Holiday Party (12/02/2005)

The proper behavior all through the holiday season is to be drunk. This drunkenness culminates on New Year's Eve, when you get so drunk you kiss the person you're married to. - P. J. O'Rourke

I haven't taken a date to a corporate holiday party in six years? Is that right? (Jordan frantically does mental math) Yes! Seriously, time flies.

My current company's holiday party was on Thursday, October 1st, and I felt a tad guilty inviting Gumdrop since I know that her Thursday nights are her busy ones at work. So, she had to make the horrible sacrifice of not working fourteen hours on the 1st to come to a holiday party.

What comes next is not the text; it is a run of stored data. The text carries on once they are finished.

use crate::areas::repository::Repository;
use crate::artifacts::branch::branch_name::BranchName;
use crate::artifacts::checkout::conflict::{ensure_no_untracked_files, ensure_not_overwritten};
use crate::artifacts::merge::conflict::conflict_content;
use crate::artifacts::merge::policy::{MergeAction, classify};
use crate::artifacts::objects::commit::Commit;
use crate::artifacts::objects::object_id::ObjectId;
use crate::errors::GitletError;
use bytes::Bytes;
use std::collections::{BTreeMap, BTreeSet};

/// What a successful merge did
#[derive(Debug, Clone, Copy, PartialEq, Eq)]
pub enum MergeOutcome {
    /// The target tip is already an ancestor of head; nothing changed
    AlreadyUpToDate,
    /// Head was an ancestor of the target tip and now points at it
    FastForward,
    /// A merge commit was created
    Merged { conflicts: bool },
}

/// How the histories of head and target relate
enum MergeKind {
    AlreadyUpToDate,
    FastForward(Commit),
    ThreeWay {
        target: Commit,
        actions: BTreeMap<String, MergeAction>,
    },
}

impl Repository {
    /// Merge the given branch into the current one
    ///
    /// Preconditions are checked in this order: a clean staging area, no
    /// untracked file the merge would overwrite, an existing target branch
    /// that is not the current one.
    pub fn merge(&mut self, target: &str) -> anyhow::Result<MergeOutcome> {
        self.rehydrate()?;

        if !self.index().is_empty() {
            return Err(GitletError::UncommittedChanges.into());
        }

        let head_oid = self.head_oid()?;
        let head = self.database().load_commit(&head_oid)?;
        let target_branch = BranchName::try_parse(target.to_string())
            .ok()
            .filter(|branch_name| self.refs().exists(branch_name));

        let plan = match &target_branch {
            Some(branch_name) => {
                let target_oid = self.refs().read_ref(branch_name)?.clone();
                let kind = self.plan_merge(&head_oid, &head, &target_oid)?;
                self.ensure_merge_not_blocked(&head, &kind)?;
                Some((target_oid, kind))
            }
            None => None,
        };

        let (Some(target_branch), Some((target_oid, kind))) = (target_branch, plan) else {
            return Err(GitletError::BranchNotFound(target.to_string()).into());
        };
        if self.refs().is_current_branch(&target_branch) {
            return Err(GitletError::MergeWithSelf.into());
        }

        let outcome = match kind {
            MergeKind::AlreadyUpToDate => MergeOutcome::AlreadyUpToDate,
            MergeKind::FastForward(target) => {
                self.switch_to_commit(&head, &target)?;
                self.refs_mut().update_head(target_oid);
                MergeOutcome::FastForward
            }
            MergeKind::ThreeWay { target, actions } => {
                let conflicts = self.apply_merge_actions(&head, &target, &actions)?;
                let message = format!("Merged {} into {}.", target_branch, self.refs().head());
                self.write_commit(vec![head_oid, target_oid], message)?;
                MergeOutcome::Merged { conflicts }
            }
        };

        self.persist()?;

        Ok(outcome)
    }

    fn plan_merge(
        &self,
        head_oid: &ObjectId,
        head: &Commit,
        target_oid: &ObjectId,
    ) -> anyhow::Result<MergeKind> {
        let split_oid = self.split_point_finder().split_point(head_oid, target_oid)?;

        if &split_oid == target_oid {
            return Ok(MergeKind::AlreadyUpToDate);
        }

        let target = self.database().load_commit(target_oid)?;
        if &split_oid == head_oid {
            return Ok(MergeKind::FastForward(target));
        }

        let split = self.database().load_commit(&split_oid)?;
        let actions = split
            .files()
            .into_iter()
            .chain(head.files())
            .chain(target.files())
            .collect::<BTreeSet<_>>()
            .into_iter()
            .map(|name| {
                let action = classify(
                    split.file_digest(name),
                    head.file_digest(name),
                    target.file_digest(name),
                );
                (name.to_string(), action)
            })
            .filter(|(_, action)| *action != MergeAction::Keep)
            .collect();

        Ok(MergeKind::ThreeWay { target, actions })
    }

    fn ensure_merge_not_blocked(&self, head: &Commit, kind: &MergeKind) -> anyhow::Result<()> {
        let working_files = self.workspace().list_files()?;

        match kind {
            MergeKind::AlreadyUpToDate => Ok(()),
            MergeKind::FastForward(_) => ensure_no_untracked_files(&working_files, head),
            MergeKind::ThreeWay { actions, .. } => ensure_not_overwritten(
                &working_files,
                head,
                actions
                    .iter()
                    .filter(|(_, action)| {
                        matches!(action, MergeAction::TakeTarget | MergeAction::Conflict)
                    })
                    .map(|(name, _)| name.as_str()),
            ),
        }
    }

    /// Update the working directory and stage every merge result
    ///
    /// Returns whether any file was in conflict.
    fn apply_merge_actions(
        &mut self,
        head: &Commit,
        target: &Commit,
        actions: &BTreeMap<String, MergeAction>,
    ) -> anyhow::Result<bool> {
        let mut conflicts = false;

        for (name, action) in actions {
            match action {
                MergeAction::Keep => {}
                MergeAction::TakeTarget => {
                    let content = self.load_version(target, name)?.unwrap_or_default();
                    self.workspace().write_file(name, &content)?;
                    self.index_mut().stage_content(name, content);
                }
                MergeAction::Remove => {
                    self.workspace().remove_file(name)?;
                    self.index_mut().stage_deletion(name);
                }
                MergeAction::Conflict => {
                    let head_content = self.load_version(head, name)?;
                    let target_content = self.load_version(target, name)?;
                    let content =
                        conflict_content(head_content.as_deref(), target_content.as_deref());

                    self.workspace().write_file(name, &content)?;
                    self.index_mut().stage_content(name, content);
                    conflicts = true;
                }
            }
        }

        Ok(conflicts)
    }

    fn load_version(&self, commit: &Commit, name: &str) -> anyhow::Result<Option<Bytes>> {
        commit
            .file_digest(name)
            .map(|oid| self.database().load_blob(oid))
            .transpose()
    }
}
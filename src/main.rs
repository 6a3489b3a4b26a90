use anyhow::Result;
use clap::error::ErrorKind;
use clap::{CommandFactory, Parser, Subcommand};
use colored::Colorize;
use gitlet::areas::repository::Repository;
use gitlet::artifacts::core::Output;
use gitlet::commands::porcelain::merge::MergeOutcome;
use gitlet::errors::GitletError;
use is_terminal::IsTerminal;
use std::process::ExitCode;

/// Exit status for user-facing failures
const USER_ERROR_STATUS: u8 = 1;

/// Exit status for corruption and I/O failures
const FATAL_ERROR_STATUS: u8 = 128;

#[derive(Parser)]
#[command(
    name = "gitlet",
    version = "0.1.0",
    about = "A small local version-control system",
    long_about = "Gitlet keeps snapshots of the plain files in the current directory. \
    It supports staging, commits, branches, checkout, reset and three-way merges, \
    all stored under a .gitlet directory.",
    help_template = r"
{name} {version} - {about}

USAGE:
    {usage}

COMMANDS:
{subcommands}
"
)]
struct Cli {
    #[command(subcommand)]
    command: Commands,
}

#[derive(Subcommand)]
enum Commands {
    #[command(
        name = "init",
        about = "Create a new repository in the current directory",
        long_about = "This command creates the .gitlet directory with an initial commit \
        and a master branch pointing at it."
    )]
    Init,
    #[command(name = "add", about = "Stage a file for the next commit")]
    Add {
        #[arg(index = 1, help = "The file to stage")]
        file: String,
    },
    #[command(
        name = "commit",
        about = "Record the staged changes",
        long_about = "This command creates a new commit from the head commit's snapshot \
        with every staged addition and removal applied."
    )]
    Commit {
        #[arg(index = 1, help = "The commit message")]
        message: String,
    },
    #[command(name = "rm", about = "Unstage a file or stage it for removal")]
    Rm {
        #[arg(index = 1, help = "The file to remove")]
        file: String,
    },
    #[command(name = "log", about = "Show the history of the current branch")]
    Log,
    #[command(name = "global-log", about = "Show every commit ever made")]
    GlobalLog,
    #[command(name = "find", about = "Print the IDs of commits with a matching message")]
    Find {
        #[arg(index = 1, help = "Text the commit message must contain")]
        message: String,
    },
    #[command(name = "status", about = "Show branches, staged files and working tree changes")]
    Status,
    #[command(
        name = "checkout",
        about = "Switch branches or restore a file",
        long_about = "checkout <branch> switches to a branch. \
        checkout -- <file> restores a file from the head commit. \
        checkout <commit> -- <file> restores a file from the given commit.",
        override_usage = "gitlet checkout <branch>\n       gitlet checkout [<commit>] -- <file>"
    )]
    Checkout {
        #[arg(index = 1, help = "Branch to switch to, or commit to restore from")]
        target: Option<String>,
        #[arg(index = 2, last = true, help = "The file to restore")]
        file: Option<String>,
    },
    #[command(name = "branch", about = "Create a branch at the head commit")]
    Branch {
        #[arg(index = 1, help = "The name of the new branch")]
        name: String,
    },
    #[command(name = "rm-branch", about = "Delete a branch pointer")]
    RmBranch {
        #[arg(index = 1, help = "The branch to delete")]
        name: String,
    },
    #[command(name = "reset", about = "Move the current branch to a commit")]
    Reset {
        #[arg(index = 1, help = "The full or abbreviated commit ID")]
        commit: String,
    },
    #[command(name = "merge", about = "Merge a branch into the current branch")]
    Merge {
        #[arg(index = 1, help = "The branch to merge")]
        branch: String,
    },
}

fn main() -> ExitCode {
    let cli = Cli::parse();

    if !(std::io::stdout().is_terminal() && std::io::stderr().is_terminal()) {
        colored::control::set_override(false);
    }

    match run(cli.command) {
        Ok(()) => ExitCode::SUCCESS,
        Err(error) => report(error),
    }
}

fn run(command: Commands) -> Result<()> {
    let output = match &command {
        Commands::Log | Commands::GlobalLog => Output::for_listing(),
        _ => Output::Stdout,
    };

    let pwd = std::env::current_dir()?;
    let mut repository = Repository::new(&pwd.to_string_lossy(), output.writer())?;

    match command {
        Commands::Init => repository.init()?,
        Commands::Add { file } => repository.add(&file)?,
        Commands::Commit { message } => repository.commit(&message)?,
        Commands::Rm { file } => repository.rm(&file)?,
        Commands::Log => repository.log()?,
        Commands::GlobalLog => repository.global_log()?,
        Commands::Find { message } => repository.find(&message)?,
        Commands::Status => repository.status()?,
        Commands::Checkout { target, file } => match (target, file) {
            (target, Some(file)) => repository.checkout_file(target.as_deref(), &file)?,
            (Some(branch), None) => repository.checkout_branch(&branch)?,
            (None, None) => Cli::command()
                .error(
                    ErrorKind::MissingRequiredArgument,
                    "checkout needs a branch or `-- <file>`",
                )
                .exit(),
        },
        Commands::Branch { name } => repository.branch(&name)?,
        Commands::RmBranch { name } => repository.rm_branch(&name)?,
        Commands::Reset { commit } => repository.reset(&commit)?,
        Commands::Merge { branch } => report_merge(repository.merge(&branch)?),
    }

    drop(repository);
    output.finish()
}

fn report_merge(outcome: MergeOutcome) {
    match outcome {
        MergeOutcome::AlreadyUpToDate => {
            eprintln!("Given branch is an ancestor of the current branch.")
        }
        MergeOutcome::FastForward => eprintln!("Current branch fast-forwarded."),
        MergeOutcome::Merged { conflicts: true } => {
            eprintln!("{}", "Encountered a merge conflict.".yellow())
        }
        MergeOutcome::Merged { conflicts: false } => {}
    }
}

fn report(error: anyhow::Error) -> ExitCode {
    match error.downcast_ref::<GitletError>() {
        Some(gitlet_error) if !gitlet_error.is_fatal() => {
            eprintln!("{gitlet_error}");
            ExitCode::from(USER_ERROR_STATUS)
        }
        _ => {
            eprintln!("{} {:#}", "fatal:".red(), error);
            ExitCode::from(FATAL_ERROR_STATUS)
        }
    }
}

At the previous year's holiday party I had been at the company for a whole three weeks. At an All-Hands meeting the morning of last years party one of our key sales people had said what a difference I made with a customer on my second week there. It caused roughly EVERYONE at the party offer to have a toast, shot or other beverage with me and it made the party very hard. This year, I had been at the company almost a year to the day, but the toasts were thankfully limited. Working at a company full of young, upwardly-mobile and primarily male employees makes for dangerous times.

I was home by 1am, but for reasons still uncertain to me, I logged on and chatted with the coworkers on the other side of the world. I event sent two mails to customers. I woke up at 9:59am with seconds to spare before my conference call with other customers only to realize I had no phone. I had chivalrously loaned it out the night before. There's no land line at my home, my roommate was gone and the office is half-an-hour away. Well, I guess customers can live if one person flakes on them from time to time.

I made in by 12:30pm for a long day of work.